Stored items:
□ □ □

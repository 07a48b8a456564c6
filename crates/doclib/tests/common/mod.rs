//! Shared test utilities for doclib integration tests.
//!
//! - `TestHarness` builds a `Library` per backend inside a temp directory
//! - Builders for configurations and uploads

pub mod builders;
pub mod harness;

pub use builders::*;
pub use harness::TestHarness;
pub mod catalog;
pub mod config;
pub mod db;
pub mod error;
pub mod library;
pub mod logging;
pub mod metadata;
pub mod model;
pub mod persistence;
pub mod sanitize;
pub mod secrets;
pub mod session;
pub mod storage;
pub mod supabase;

pub use catalog::CatalogService;
pub use config::{load_config, BackendKind, LibraryConfig};
pub use error::{
    CatalogError, ConfigError, LibraryError, MetadataError, Result, SessionError, StorageError,
    ValidationError,
};
pub use library::Library;
pub use logging::init_logging;
pub use metadata::MetadataStore;
pub use model::{DocumentRecord, UploadFile};
pub use persistence::{JsonFileStore, KeyValueStore, MemoryStore};
pub use secrets::{SecretError, SecretSource};
pub use session::{CredentialVerifier, Credentials, SessionGate, SessionState};
pub use storage::BlobStore;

□ □ □

◆ WHAT THE EXERCISE ASKS
Repeat word for word each line from the one with "pub mod builders;" to the end of the records above, inclusive.

◆ EXPECTED ANSWER
pub mod builders;
pub mod harness;

pub use builders::*;
pub use harness::TestHarness;
pub mod catalog;
pub mod config;
pub mod db;
pub mod error;
pub mod library;
pub mod logging;
pub mod metadata;
pub mod model;
pub mod persistence;
pub mod sanitize;
pub mod secrets;
pub mod session;
pub mod storage;
pub mod supabase;

pub use catalog::CatalogService;
pub use config::{load_config, BackendKind, LibraryConfig};
pub use error::{
    CatalogError, ConfigError, LibraryError, MetadataError, Result, SessionError, StorageError,
    ValidationError,
};
pub use library::Library;
pub use logging::init_logging;
pub use metadata::MetadataStore;
pub use model::{DocumentRecord, UploadFile};
pub use persistence::{JsonFileStore, KeyValueStore, MemoryStore};
pub use secrets::{SecretError, SecretSource};
pub use session::{CredentialVerifier, Credentials, SessionGate, SessionState};
pub use storage::BlobStore;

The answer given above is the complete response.